Lorrie Goldstein, the Toronto Sun’s emeritus editor, mooted this new “why even try” argument last weekend. “Making people pay more to heat their homes in Atlantic Canada isn’t going to stop wildfires in Alberta, or for that matter in Atlantic Canada,” he wrote. “Subsidizing electric vehicle battery plants in Ontario isn’t going to stop flooding in British Columbia.” Nobody actually expects Canada’s climate policies to single-handedly solve the growing threat of wildfires or flooding, of course, and these sorts of straw man arguments are nearly as old as Goldstein.
This is to be expected from Postmedia pundits, whose employer has long had a direct financial relationship with Canada’s oil and gas industry and its various proxies.
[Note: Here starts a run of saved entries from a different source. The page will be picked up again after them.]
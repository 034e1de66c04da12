use std::collections::HashMap;
use std::path::{Path, PathBuf};

use ab_glyph::{Font, FontVec, PxScale, ScaleFont, point};
use ac_core::error::CoreError;

/// Polices monospace usuelles, essayées dans l'ordre si aucune n'est configurée.
pub const SYSTEM_FONT_CANDIDATES: &[&str] = &[
    "/usr/share/fonts/truetype/dejavu/DejaVuSansMono.ttf",
    "/usr/share/fonts/TTF/DejaVuSansMono.ttf",
    "/usr/share/fonts/dejavu/DejaVuSansMono.ttf",
    "/usr/share/fonts/truetype/liberation/LiberationMono-Regular.ttf",
    "/usr/share/fonts/liberation-mono/LiberationMono-Regular.ttf",
    "/System/Library/Fonts/Menlo.ttc",
    "/System/Library/Fonts/Monaco.ttf",
    "C:\\Windows\\Fonts\\consola.ttf",
    "C:\\Windows\\Fonts\\cour.ttf",
];

/// Couverture alpha d'un glyphe, positionnée relativement au point
/// (stylo, ligne de base).
#[derive(Clone, Debug, Default, PartialEq)]
pub struct GlyphBitmap {
    /// Décalage horizontal du coin haut-gauche depuis le stylo.
    pub left: i32,
    /// Décalage vertical du coin haut-gauche depuis la ligne de base (négatif = au-dessus).
    pub top: i32,
    pub width: u32,
    pub height: u32,
    /// Coverage 0..=255, row-major, `width * height`.
    pub coverage: Vec<u8>,
}

/// Mesure et rasterise des glyphes à une taille donnée (en pixels par em).
///
/// Implémenté par `FontPainter` ; les tests utilisent une police factice à
/// avance fixe.
pub trait GlyphPainter {
    /// Avance horizontale de `ch` en pixels.
    fn advance(&self, ch: char, size: f32) -> f32;

    /// Distance ligne de base ← haut de la boîte em, en pixels.
    fn ascent(&self, size: f32) -> f32;

    /// Rasterise `ch`. Un glyphe sans contour (espace) donne un bitmap vide.
    fn rasterize(&self, ch: char, size: f32) -> GlyphBitmap;
}

/// Police TrueType chargée depuis le disque.
pub struct FontPainter {
    font: FontVec,
    path: PathBuf,
}

impl FontPainter {
    /// Charge la police à `path`.
    ///
    /// # Errors
    /// `CoreError::FontUnavailable` si le fichier est absent ou n'est pas une police.
    pub fn load(path: &Path) -> Result<Self, CoreError> {
        let unavailable = || CoreError::FontUnavailable {
            path: path.display().to_string(),
        };
        let data = std::fs::read(path).map_err(|e| {
            log::warn!("Lecture police {} impossible: {e}", path.display());
            unavailable()
        })?;
        let font = FontVec::try_from_vec(data).map_err(|e| {
            log::warn!("Police {} invalide: {e}", path.display());
            unavailable()
        })?;
        log::info!("Police d'export: {}", path.display());
        Ok(Self {
            font,
            path: path.to_path_buf(),
        })
    }

    /// Charge la police configurée, sinon la première police système trouvée.
    ///
    /// # Errors
    /// `CoreError::FontUnavailable` si aucune police n'est utilisable.
    pub fn discover(configured: Option<&Path>) -> Result<Self, CoreError> {
        if let Some(path) = configured {
            return Self::load(path);
        }
        SYSTEM_FONT_CANDIDATES
            .iter()
            .map(Path::new)
            .filter(|p| p.is_file())
            .find_map(|p| Self::load(p).ok())
            .ok_or_else(|| CoreError::FontUnavailable {
                path: "(aucune police monospace système)".to_string(),
            })
    }

    #[must_use]
    pub fn path(&self) -> &Path {
        &self.path
    }

    /// Échelle ab_glyph telle qu'un em mesure `size` pixels.
    fn scale(&self, size: f32) -> PxScale {
        let upem = self.font.units_per_em().unwrap_or(1000.0);
        PxScale::from(size * self.font.height_unscaled() / upem)
    }
}

impl GlyphPainter for FontPainter {
    fn advance(&self, ch: char, size: f32) -> f32 {
        let scaled = self.font.as_scaled(self.scale(size));
        scaled.h_advance(scaled.glyph_id(ch))
    }

    fn ascent(&self, size: f32) -> f32 {
        self.font.as_scaled(self.scale(size)).ascent()
    }

    fn rasterize(&self, ch: char, size: f32) -> GlyphBitmap {
        let glyph = self
            .font
            .glyph_id(ch)
            .with_scale_and_position(self.scale(size), point(0.0, 0.0));
        let Some(outline) = self.font.outline_glyph(glyph) else {
            return GlyphBitmap::default();
        };
        let bounds = outline.px_bounds();
        let width = bounds.width().max(0.0) as u32;
        let height = bounds.height().max(0.0) as u32;
        let mut coverage = vec![0u8; (width * height) as usize];
        outline.draw(|x, y, v| {
            if x < width && y < height {
                coverage[(y * width + x) as usize] = (v.clamp(0.0, 1.0) * 255.0).round() as u8;
            }
        });
        GlyphBitmap {
            left: bounds.min.x as i32,
            top: bounds.min.y as i32,
            width,
            height,
            coverage,
        }
    }
}

/// Cache des glyphes rasterisés pour un export (un profil = au plus 70 glyphes).
pub struct GlyphAtlas<'a, P: GlyphPainter + ?Sized> {
    painter: &'a P,
    size: f32,
    glyphs: HashMap<char, GlyphBitmap>,
}

impl<'a, P: GlyphPainter + ?Sized> GlyphAtlas<'a, P> {
    pub fn new(painter: &'a P, size: f32) -> Self {
        Self {
            painter,
            size,
            glyphs: HashMap::new(),
        }
    }

    pub fn glyph(&mut self, ch: char) -> &GlyphBitmap {
        let (painter, size) = (self.painter, self.size);
        self.glyphs
            .entry(ch)
            .or_insert_with(|| painter.rasterize(ch, size))
    }

    #[must_use]
    pub fn len(&self) -> usize {
        self.glyphs.len()
    }

    #[must_use]
    pub fn is_empty(&self) -> bool {
        self.glyphs.is_empty()
    }
}

#[cfg(test)]
pub(crate) mod tests {
    use super::*;

    /// Police factice : avance = 0.6 em, chaque glyphe non-espace est un bloc plein.
    pub(crate) struct FixedPainter;

    impl GlyphPainter for FixedPainter {
        fn advance(&self, _ch: char, size: f32) -> f32 {
            size * 0.6
        }

        fn ascent(&self, size: f32) -> f32 {
            size * 0.8
        }

        fn rasterize(&self, ch: char, size: f32) -> GlyphBitmap {
            if ch == ' ' {
                return GlyphBitmap::default();
            }
            let width = (size * 0.5) as u32;
            let height = (size * 0.5) as u32;
            GlyphBitmap {
                left: 0,
                top: -(height as i32),
                width,
                height,
                coverage: vec![255; (width * height) as usize],
            }
        }
    }

    #[test]
    fn atlas_rasterizes_each_glyph_once() {
        let painter = FixedPainter;
        let mut atlas = GlyphAtlas::new(&painter, 12.0);
        for ch in "@@@..@ ".chars() {
            atlas.glyph(ch);
        }
        assert_eq!(atlas.len(), 3);
        assert_eq!(atlas.glyph('@').width, 6);
        assert!(atlas.glyph(' ').coverage.is_empty());
    }

    #[test]
    fn missing_font_file_is_font_unavailable() {
        let result = FontPainter::load(Path::new("/nonexistent/font.ttf"));
        assert!(matches!(result, Err(CoreError::FontUnavailable { .. })));
    }

    #[test]
    fn garbage_font_file_is_rejected() {
        let dir = tempfile::tempdir().unwrap();
        let path = dir.path().join("bad.ttf");
        std::fs::write(&path, b"not a font").unwrap();
        assert!(matches!(
            FontPainter::load(&path),
            Err(CoreError::FontUnavailable { .. })
        ));
    }

    #[test]
    fn system_font_metrics_are_sane_when_present() {
        // Sans police système, seule l'erreur typée est attendue.
        match FontPainter::discover(None) {
            Ok(font) => {
                let adv = font.advance('M', 12.0);
                assert!(adv > 2.0 && adv < 12.0, "avance {adv}");
                assert!(font.ascent(12.0) > 0.0);
                let bitmap = font.rasterize('@', 24.0);
                assert!(bitmap.coverage.iter().any(|&c| c > 0));
                assert!(bitmap.top < 0);
            }
            Err(e) => assert!(matches!(e, CoreError::FontUnavailable { .. })),
        }
    }
}
use std::time::{Duration, Instant};

/// Bornes de la cadence d'affichage.
pub const MIN_FPS: u32 = 15;
pub const MAX_FPS: u32 = 120;

/// Jeton d'annulation d'un tick planifié.
#[derive(Clone, Copy, Debug, PartialEq, Eq, Hash)]
pub struct TickHandle(u64);

/// Planificateur à un seul tick en attente, cadencé sur le rafraîchissement.
///
/// Un tick n'est planifié qu'après l'exécution du précédent : il n'y a
/// jamais deux ticks en vol.
pub struct TickScheduler {
    interval: Duration,
    pending: Option<(TickHandle, Instant)>,
    next_id: u64,
}

impl TickScheduler {
    #[must_use]
    pub fn new(target_fps: u32) -> Self {
        Self {
            interval: interval_for(target_fps),
            pending: None,
            next_id: 0,
        }
    }

    /// Change la cadence ; s'applique au prochain `schedule`.
    pub fn set_target_fps(&mut self, target_fps: u32) {
        self.interval = interval_for(target_fps);
    }

    #[must_use]
    pub fn interval(&self) -> Duration {
        self.interval
    }

    /// Planifie le prochain tick une période après `now`.
    ///
    /// Remplace un éventuel tick encore en attente.
    pub fn schedule(&mut self, now: Instant) -> TickHandle {
        self.next_id += 1;
        let handle = TickHandle(self.next_id);
        self.pending = Some((handle, now + self.interval));
        handle
    }

    /// Annule `handle` s'il est toujours en attente.
    pub fn cancel(&mut self, handle: TickHandle) -> bool {
        match self.pending {
            Some((pending, _)) if pending == handle => {
                self.pending = None;
                true
            }
            _ => false,
        }
    }

    /// Retire et retourne le tick en attente s'il est échu.
    pub fn take_due(&mut self, now: Instant) -> Option<TickHandle> {
        match self.pending {
            Some((handle, due)) if due <= now => {
                self.pending = None;
                Some(handle)
            }
            _ => None,
        }
    }

    /// Temps restant avant le tick en attente (zéro s'il est échu).
    #[must_use]
    pub fn time_until_due(&self, now: Instant) -> Option<Duration> {
        self.pending
            .map(|(_, due)| due.saturating_duration_since(now))
    }

    #[must_use]
    pub fn is_pending(&self) -> bool {
        self.pending.is_some()
    }
}

fn interval_for(target_fps: u32) -> Duration {
    Duration::from_secs_f64(1.0 / f64::from(target_fps.clamp(MIN_FPS, MAX_FPS)))
}

#[cfg(test)]
mod tests {
    use super::*;

    #[test]
    fn tick_becomes_due_after_one_interval() {
        let mut scheduler = TickScheduler::new(50);
        let t0 = Instant::now();
        let handle = scheduler.schedule(t0);
        assert_eq!(scheduler.take_due(t0 + Duration::from_millis(10)), None);
        assert!(scheduler.is_pending());
        assert_eq!(
            scheduler.take_due(t0 + Duration::from_millis(20)),
            Some(handle)
        );
        assert!(!scheduler.is_pending());
        assert_eq!(scheduler.take_due(t0 + Duration::from_secs(1)), None);
    }

    #[test]
    fn cancelled_tick_never_fires() {
        let mut scheduler = TickScheduler::new(60);
        let t0 = Instant::now();
        let handle = scheduler.schedule(t0);
        assert!(scheduler.cancel(handle));
        assert!(!scheduler.cancel(handle));
        assert_eq!(scheduler.take_due(t0 + Duration::from_secs(1)), None);
    }

    #[test]
    fn stale_handle_does_not_cancel_newer_tick() {
        let mut scheduler = TickScheduler::new(60);
        let t0 = Instant::now();
        let old = scheduler.schedule(t0);
        let new = scheduler.schedule(t0);
        assert_ne!(old, new);
        assert!(!scheduler.cancel(old));
        assert!(scheduler.is_pending());
    }

    #[test]
    fn rate_is_clamped() {
        assert_eq!(TickScheduler::new(1).interval(), TickScheduler::new(MIN_FPS).interval());
        assert_eq!(
            TickScheduler::new(10_000).interval(),
            TickScheduler::new(MAX_FPS).interval()
        );
    }

    #[test]
    fn time_until_due_saturates() {
        let mut scheduler = TickScheduler::new(20);
        let t0 = Instant::now();
        assert_eq!(scheduler.time_until_due(t0), None);
        scheduler.schedule(t0);
        assert_eq!(
            scheduler.time_until_due(t0 + Duration::from_secs(5)),
            Some(Duration::ZERO)
        );
    }
}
Their audience is one that wants to be told where and how to hate Justin Trudeau, and climate change is a very familiar (and easy) target. But it’s a little more unusual coming from the Globe and Mail, which has traditionally been a bit more sensible when it comes to its analysis of Canada’s climate policy. And yet, longtime columnist Tony Keller wrote a piece last week that traded in almost all the climate clichés and straw men that have become Postmedia’s stock in trade. And while knocking down bad-faith arguments made by the failing chain’s pundits would be a form of self-defeating masochism, Keller’s piece deserves a more thorough response.